WHAT THE TASK REQUIRES: Output the listing below in full, exactly as written.

== Segment start ==

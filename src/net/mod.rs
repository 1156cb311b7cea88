//! Networking: the transport contract consumed by the engine and the default
//! long-poll implementation.
//!
//! - `transport` - Request/status types and the `Transport` trait
//! - `http` - reqwest-backed long-poll transport

pub mod http;
pub mod transport;

pub use transport::{
    Transport, TransportOperation, TransportRequest, TransportStatus,
};
//! Presence heartbeat hooks.
//!
//! The subscribe engine only signals the heartbeat scheduler; announcing
//! presence is someone else's loop.

pub trait HeartbeatHooks: Send + Sync {
    /// Called after every successful subscribe reply (unless the presence
    /// list is manually managed).
    fn start_if_required(&self);

    /// Called on controlled cancellation and on generic disconnect.
    fn stop_if_possible(&self);
}

/// Default hooks for deployments without a heartbeat scheduler.
#[derive(Debug, Default)]
pub struct NoopHeartbeat;

impl HeartbeatHooks for NoopHeartbeat {
    fn start_if_required(&self) {
        tracing::trace!("heartbeat start requested");
    }

    fn stop_if_possible(&self) {
        tracing::trace!("heartbeat stop requested");
    }
}
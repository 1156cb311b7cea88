//! Bounded de-duplication cache for regular messages.
//!
//! Keyed by `(timetoken, channel)`; the underscore-joined string form only
//! survives as the rendered identifier. Each key holds the list of distinct
//! payloads seen under it, and a parallel insertion-ordered sequence drives
//! oldest-first eviction.

use std::collections::hash_map::Entry;
use std::collections::{HashMap, VecDeque};
use std::fmt;

use serde_json::Value;

#[derive(Debug, Clone, PartialEq, Eq, Hash)]
pub struct DedupeKey {
    pub timetoken: u64,
    pub channel: String,
}

impl DedupeKey {
    pub fn new(timetoken: u64, channel: impl Into<String>) -> Self {
        Self {
            timetoken,
            channel: channel.into(),
        }
    }
}

impl fmt::Display for DedupeKey {
    fn fmt(&self, f: &mut fmt::Formatter<'_>) -> fmt::Result {
        write!(f, "{}_{}", self.timetoken, self.channel)
    }
}

#[derive(Debug, Default)]
pub struct DedupeCache {
    payloads: HashMap<DedupeKey, Vec<Value>>,
    order: VecDeque<DedupeKey>,
}

impl DedupeCache {
    pub fn new() -> Self {
        Self::default()
    }

    /// Number of tracked identifiers (with multiplicity).
    pub fn len(&self) -> usize {
        self.order.len()
    }

    pub fn is_empty(&self) -> bool {
        self.order.is_empty()
    }

    /// Record a payload under its identifier. Returns false when the same
    /// payload was already seen there (a duplicate); the cache is unchanged
    /// in that case.
    pub fn try_insert(&mut self, key: DedupeKey, payload: &Value) -> bool {
        match self.payloads.entry(key.clone()) {
            Entry::Occupied(mut entry) => {
                if entry.get().contains(payload) {
                    return false;
                }
                entry.get_mut().push(payload.clone());
            }
            Entry::Vacant(entry) => {
                entry.insert(vec![payload.clone()]);
            }
        }
        self.order.push_back(key);
        true
    }

    /// Evict oldest identifiers until at most `capacity` remain, freeing one
    /// payload per eviction.
    pub fn evict_to(&mut self, capacity: usize) {
        while self.order.len() > capacity {
            let Some(key) = self.order.pop_front() else {
                break;
            };
            if let Some(list) = self.payloads.get_mut(&key) {
                if !list.is_empty() {
                    list.remove(0);
                }
                if list.is_empty() {
                    self.payloads.remove(&key);
                }
            }
        }
    }

    /// Drop every identifier whose timetoken is at or past `timetoken`.
    pub fn purge_newer_than(&mut self, timetoken: u64) {
        self.payloads.retain(|key, _| key.timetoken < timetoken);
        self.order.retain(|key| key.timetoken < timetoken);
    }

    pub fn clear(&mut self) {
        self.payloads.clear();
        self.order.clear();
    }

    #[cfg(test)]
    fn contains(&self, key: &DedupeKey) -> bool {
        self.payloads.contains_key(key)
    }
}

#[cfg(test)]
mod tests {
    use super::*;
    use serde_json::json;

    #[test]
    fn test_duplicate_detection() {
        let mut cache = DedupeCache::new();
        let key = DedupeKey::new(21, "a");
        assert!(cache.try_insert(key.clone(), &json!("y")));
        assert!(!cache.try_insert(key.clone(), &json!("y")));
        // Different payload under the same identifier is novel.
        assert!(cache.try_insert(key, &json!("z")));
        assert_eq!(cache.len(), 2);
    }

    #[test]
    fn test_evict_oldest_first() {
        let mut cache = DedupeCache::new();
        for timetoken in 1..=5 {
            cache.try_insert(DedupeKey::new(timetoken, "a"), &json!(timetoken));
        }
        cache.evict_to(2);
        assert_eq!(cache.len(), 2);
        assert!(!cache.contains(&DedupeKey::new(1, "a")));
        assert!(!cache.contains(&DedupeKey::new(3, "a")));
        assert!(cache.contains(&DedupeKey::new(4, "a")));
        assert!(cache.contains(&DedupeKey::new(5, "a")));
    }

    #[test]
    fn test_evict_frees_one_payload_per_identifier() {
        let mut cache = DedupeCache::new();
        let key = DedupeKey::new(7, "a");
        cache.try_insert(key.clone(), &json!("x"));
        cache.try_insert(key.clone(), &json!("y"));
        cache.evict_to(1);
        // One payload freed; the identifier entry survives with the newer one.
        assert_eq!(cache.len(), 1);
        assert!(cache.contains(&key));
        assert!(!cache.try_insert(key, &json!("y")));
    }

    #[test]
    fn test_purge_newer_than_is_idempotent() {
        let mut cache = DedupeCache::new();
        cache.try_insert(DedupeKey::new(50, "a"), &json!("x"));
        cache.try_insert(DedupeKey::new(80, "a"), &json!("y"));
        cache.purge_newer_than(60);
        assert_eq!(cache.len(), 1);
        assert!(cache.contains(&DedupeKey::new(50, "a")));
        cache.purge_newer_than(60);
        assert_eq!(cache.len(), 1);
    }

    #[test]
    fn test_purge_boundary_is_inclusive() {
        let mut cache = DedupeCache::new();
        cache.try_insert(DedupeKey::new(60, "a"), &json!("x"));
        cache.purge_newer_than(60);
        assert!(cache.is_empty());
    }

    #[test]
    fn test_identifier_rendering() {
        assert_eq!(DedupeKey::new(80, "a").to_string(), "80_a");
    }
}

== Segment end ==

RESPONSE TO THE EXERCISE:
filename src/net/mod.rs
repository 1156cb311b7cea88
//! Networking: the transport contract consumed by the engine and the default
//! long-poll implementation.
//!
//! - `transport` - Request/status types and the `Transport` trait
//! - `http` - reqwest-backed long-poll transport

pub mod http;
pub mod transport;

pub use transport::{
    Transport, TransportOperation, TransportRequest, TransportStatus,
};
//! Presence heartbeat hooks.
//!
//! The subscribe engine only signals the heartbeat scheduler; announcing
//! presence is someone else's loop.

pub trait HeartbeatHooks: Send + Sync {
    /// Called after every successful subscribe reply (unless the presence
    /// list is manually managed).
    fn start_if_required(&self);

    /// Called on controlled cancellation and on generic disconnect.
    fn stop_if_possible(&self);
}

/// Default hooks for deployments without a heartbeat scheduler.
#[derive(Debug, Default)]
pub struct NoopHeartbeat;

impl HeartbeatHooks for NoopHeartbeat {
    fn start_if_required(&self) {
        tracing::trace!("heartbeat start requested");
    }

    fn stop_if_possible(&self) {
        tracing::trace!("heartbeat stop requested");
    }
}
repository 1156cb311b7cea88
//! Bounded de-duplication cache for regular messages.
//!
//! Keyed by `(timetoken, channel)`; the underscore-joined string form only
//! survives as the rendered identifier. Each key holds the list of distinct
//! payloads seen under it, and a parallel insertion-ordered sequence drives
//! oldest-first eviction.

use std::collections::hash_map::Entry;
use std::collections::{HashMap, VecDeque};
use std::fmt;

use serde_json::Value;

#[derive(Debug, Clone, PartialEq, Eq, Hash)]
pub struct DedupeKey {
    pub timetoken: u64,
    pub channel: String,
}

impl DedupeKey {
    pub fn new(timetoken: u64, channel: impl Into<String>) -> Self {
        Self {
            timetoken,
            channel: channel.into(),
        }
    }
}

impl fmt::Display for DedupeKey {
    fn fmt(&self, f: &mut fmt::Formatter<'_>) -> fmt::Result {
        write!(f, "{}_{}", self.timetoken, self.channel)
    }
}

#[derive(Debug, Default)]
pub struct DedupeCache {
    payloads: HashMap<DedupeKey, Vec<Value>>,
    order: VecDeque<DedupeKey>,
}

impl DedupeCache {
    pub fn new() -> Self {
        Self::default()
    }

    /// Number of tracked identifiers (with multiplicity).
    pub fn len(&self) -> usize {
        self.order.len()
    }

    pub fn is_empty(&self) -> bool {
        self.order.is_empty()
    }

    /// Record a payload under its identifier. Returns false when the same
    /// payload was already seen there (a duplicate); the cache is unchanged
    /// in that case.
    pub fn try_insert(&mut self, key: DedupeKey, payload: &Value) -> bool {
        match self.payloads.entry(key.clone()) {
            Entry::Occupied(mut entry) => {
                if entry.get().contains(payload) {
                    return false;
                }
                entry.get_mut().push(payload.clone());
            }
            Entry::Vacant(entry) => {
                entry.insert(vec![payload.clone()]);
            }
        }
        self.order.push_back(key);
        true
    }

    /// Evict oldest identifiers until at most `capacity` remain, freeing one
    /// payload per eviction.
    pub fn evict_to(&mut self, capacity: usize) {
        while self.order.len() > capacity {
            let Some(key) = self.order.pop_front() else {
                break;
            };
            if let Some(list) = self.payloads.get_mut(&key) {
                if !list.is_empty() {
                    list.remove(0);
                }
                if list.is_empty() {
                    self.payloads.remove(&key);
                }
            }
        }
    }

    /// Drop every identifier whose timetoken is at or past `timetoken`.
    pub fn purge_newer_than(&mut self, timetoken: u64) {
        self.payloads.retain(|key, _| key.timetoken < timetoken);
        self.order.retain(|key| key.timetoken < timetoken);
    }

    pub fn clear(&mut self) {
        self.payloads.clear();
        self.order.clear();
    }

    #[cfg(test)]
    fn contains(&self, key: &DedupeKey) -> bool {
        self.payloads.contains_key(key)
    }
}

#[cfg(test)]
mod tests {
    use super::*;
    use serde_json::json;

    #[test]
    fn test_duplicate_detection() {
        let mut cache = DedupeCache::new();
        let key = DedupeKey::new(21, "a");
        assert!(cache.try_insert(key.clone(), &json!("y")));
        assert!(!cache.try_insert(key.clone(), &json!("y")));
        // Different payload under the same identifier is novel.
        assert!(cache.try_insert(key, &json!("z")));
        assert_eq!(cache.len(), 2);
    }

    #[test]
    fn test_evict_oldest_first() {
        let mut cache = DedupeCache::new();
        for timetoken in 1..=5 {
            cache.try_insert(DedupeKey::new(timetoken, "a"), &json!(timetoken));
        }
        cache.evict_to(2);
        assert_eq!(cache.len(), 2);
        assert!(!cache.contains(&DedupeKey::new(1, "a")));
        assert!(!cache.contains(&DedupeKey::new(3, "a")));
        assert!(cache.contains(&DedupeKey::new(4, "a")));
        assert!(cache.contains(&DedupeKey::new(5, "a")));
    }

    #[test]
    fn test_evict_frees_one_payload_per_identifier() {
        let mut cache = DedupeCache::new();
        let key = DedupeKey::new(7, "a");
        cache.try_insert(key.clone(), &json!("x"));
        cache.try_insert(key.clone(), &json!("y"));
        cache.evict_to(1);
        // One payload freed; the identifier entry survives with the newer one.
        assert_eq!(cache.len(), 1);
        assert!(cache.contains(&key));
        assert!(!cache.try_insert(key, &json!("y")));
    }

    #[test]
    fn test_purge_newer_than_is_idempotent() {
        let mut cache = DedupeCache::new();
        cache.try_insert(DedupeKey::new(50, "a"), &json!("x"));
        cache.try_insert(DedupeKey::new(80, "a"), &json!("y"));
        cache.purge_newer_than(60);
        assert_eq!(cache.len(), 1);
        assert!(cache.contains(&DedupeKey::new(50, "a")));
        cache.purge_newer_than(60);
        assert_eq!(cache.len(), 1);
    }

    #[test]
    fn test_purge_boundary_is_inclusive() {
        let mut cache = DedupeCache::new();
        cache.try_insert(DedupeKey::new(60, "a"), &json!("x"));
        cache.purge_newer_than(60);
        assert!(cache.is_empty());
    }

    #[test]
    fn test_identifier_rendering() {
        assert_eq!(DedupeKey::new(80, "a").to_string(), "80_a");
    }
}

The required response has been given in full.